Based on previous studies [2 ,19 (link),24 (link),25 (link)], essential members of transporter families for NH₄⁺ (AMT1;2 and AMT1;6) and NO₃^- (NRT1;1, NRT2;4a) and genes encoding N assimilation (NR, NiR, GS1;3, GS2, Fd-GOGAT and NADH-GOGAT) were selected for the transcript analysis by quantitative RT-PCR (qPCR). Total RNA was isolated from the tissues and purified using a plant RNA extraction kit (R6827, Omega Bio-Tek, GA, USA), and trace genomic DNA was digested with DNase I (E1091, Omega Bio-Tek). Aliquots of 1 μg of total RNA were used for first-strand cDNA synthesis using the PrimeScript RT reagent kit (DRR037S, Takara, Dalian, China) in a 20-μl reaction according to the manufacturer’s instructions.

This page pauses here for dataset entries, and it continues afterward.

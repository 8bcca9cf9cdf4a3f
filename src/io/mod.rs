//! Raster file I/O.
//!
//! TIFF files are read lazily; other formats are decoded in full with the
//! `image` crate. Outputs are written as float GeoTIFF.

pub mod decoded;
pub mod geotiff;

pub use decoded::open_image;
pub use geotiff::{TiffSink, TiffSource};

use crate::core::config::SourceConfig;
use crate::core::error::{RasterError, ServeResult};
use crate::core::raster::{RasterSource, StackedSource};
use crate::core::types::{SourceBundle, SourceSet};
use std::path::{Path, PathBuf};
use std::sync::Arc;

fn is_tiff(path: &Path) -> bool {
    path.extension()
        .and_then(|e| e.to_str())
        .map(|e| e.eq_ignore_ascii_case("tif") || e.eq_ignore_ascii_case("tiff"))
        .unwrap_or(false)
}

fn is_pattern(entry: &str) -> bool {
    entry.contains(['*', '?', '['])
}

/// Open one raster file.
pub fn open_raster(path: impl AsRef<Path>) -> Result<Arc<dyn RasterSource>, RasterError> {
    let path = path.as_ref();
    if is_tiff(path) {
        Ok(Arc::new(TiffSource::open(path)?))
    } else {
        Ok(Arc::new(open_image(path)?))
    }
}

/// Expand an image list, replacing glob patterns with their sorted matches.
pub fn expand_image_list(entries: &[String]) -> Result<Vec<PathBuf>, RasterError> {
    let mut paths = Vec::new();
    for entry in entries {
        if !is_pattern(entry) {
            paths.push(PathBuf::from(entry));
            continue;
        }

        let pattern = glob::glob(entry).map_err(|e| RasterError::Invalid(format!("bad pattern '{}': {}", entry, e)))?;
        let mut matches = Vec::new();
        for path in pattern {
            matches.push(path.map_err(|e| RasterError::Io(e.into_error()))?);
        }
        if matches.is_empty() {
            return Err(RasterError::Invalid(format!("pattern '{}' matches no file", entry)));
        }
        matches.sort();
        paths.extend(matches);
    }
    Ok(paths)
}

/// Open every image of a source and stack them band-wise.
pub fn open_source(config: &SourceConfig) -> ServeResult<SourceBundle> {
    let paths = expand_image_list(&config.images)?;
    let mut layers = Vec::with_capacity(paths.len());
    for path in &paths {
        layers.push(open_raster(path)?);
    }

    let image: Arc<dyn RasterSource> = match layers.len() {
        1 => layers.remove(0),
        _ => Arc::new(StackedSource::new(layers)?),
    };
    log::info!(
        "Source '{}': {} ({} image(s), patch {})",
        config.placeholder,
        image.description(),
        paths.len(),
        config.patch
    );
    Ok(SourceBundle::new(image, config.patch, config.placeholder.clone()))
}

/// Open all configured sources, in order.
pub fn open_sources(configs: &[SourceConfig]) -> ServeResult<SourceSet> {
    let mut sources = SourceSet::new();
    for config in configs {
        sources.push(open_source(config)?);
    }
    Ok(sources)
}

#[cfg(test)]
mod tests {
    use super::*;
    use crate::core::raster::MemoryRaster;
    use crate::core::region::{ImageRegion, Size2D};
    use crate::core::sink::RasterSink;

    fn write_tiff(path: &Path, raster: &MemoryRaster) {
        let info = *raster.info();
        let mut sink = TiffSink::new(path);
        sink.initialize(&info).unwrap();
        sink.write_tile(&raster.read_region(info.extent()).unwrap()).unwrap();
        sink.finalize().unwrap();
    }

    #[test]
    fn test_expand_image_list_sorts_matches() {
        let dir = tempfile::tempdir().unwrap();
        for name in ["b.tif", "a.tif", "c.png"] {
            std::fs::write(dir.path().join(name), b"").unwrap();
        }
        let pattern = dir.path().join("*.tif").display().to_string();
        let literal = dir.path().join("c.png").display().to_string();

        let paths = expand_image_list(&[literal.clone(), pattern]).unwrap();
        let names: Vec<_> = paths.iter().map(|p| p.file_name().unwrap().to_str().unwrap()).collect();
        assert_eq!(names, vec!["c.png", "a.tif", "b.tif"]);

        let none = dir.path().join("*.jpg").display().to_string();
        assert!(expand_image_list(&[none]).is_err());
    }

    #[test]
    fn test_open_source_stacks_images() {
        let dir = tempfile::tempdir().unwrap();
        let a = dir.path().join("a.tif");
        let b = dir.path().join("b.tif");
        write_tiff(&a, &MemoryRaster::from_fn(8, 8, 1, |x, _, _| x as f32));
        write_tiff(&b, &MemoryRaster::from_fn(8, 8, 2, |_, y, band| (y * 10) as f32 + band as f32));

        let config = SourceConfig {
            images: vec![dir.path().join("*.tif").display().to_string()],
            patch: Size2D::square(4),
            placeholder: "x".to_string(),
        };
        let sources = open_sources(&[config]).unwrap();
        let bundle = sources.iter().next().unwrap().1;
        assert_eq!(bundle.channels(), 3);

        let block = bundle.image.read_region(ImageRegion::new(3, 2, 1, 1)).unwrap();
        assert_eq!(block.pixel(0, 0), &[3.0, 20.0, 21.0]);
    }

    #[test]
    fn test_open_raster_dispatches_on_extension() {
        assert!(is_tiff(Path::new("scene.TIF")));
        assert!(!is_tiff(Path::new("scene.png")));
        assert!(matches!(open_raster("/nonexistent/scene.tif"), Err(RasterError::Io(_))));
    }
}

PCR was performed in a 20-μl reaction including 10 μl 2× SYBR Green Premix Ex Taq II, 2 μl of cDNA and 1 μl of 20 mM primers (S1 Table) using a LightCycler 96 System (Roche). Actin2/7 was used as a reference gene [26 (link)]. Three biological replicates, each with three technical replicates, were assayed for each sample. The reference gene was included on each plate. The efficiencies of all of the PCR reactions were between 95 and 105% (S1 Table).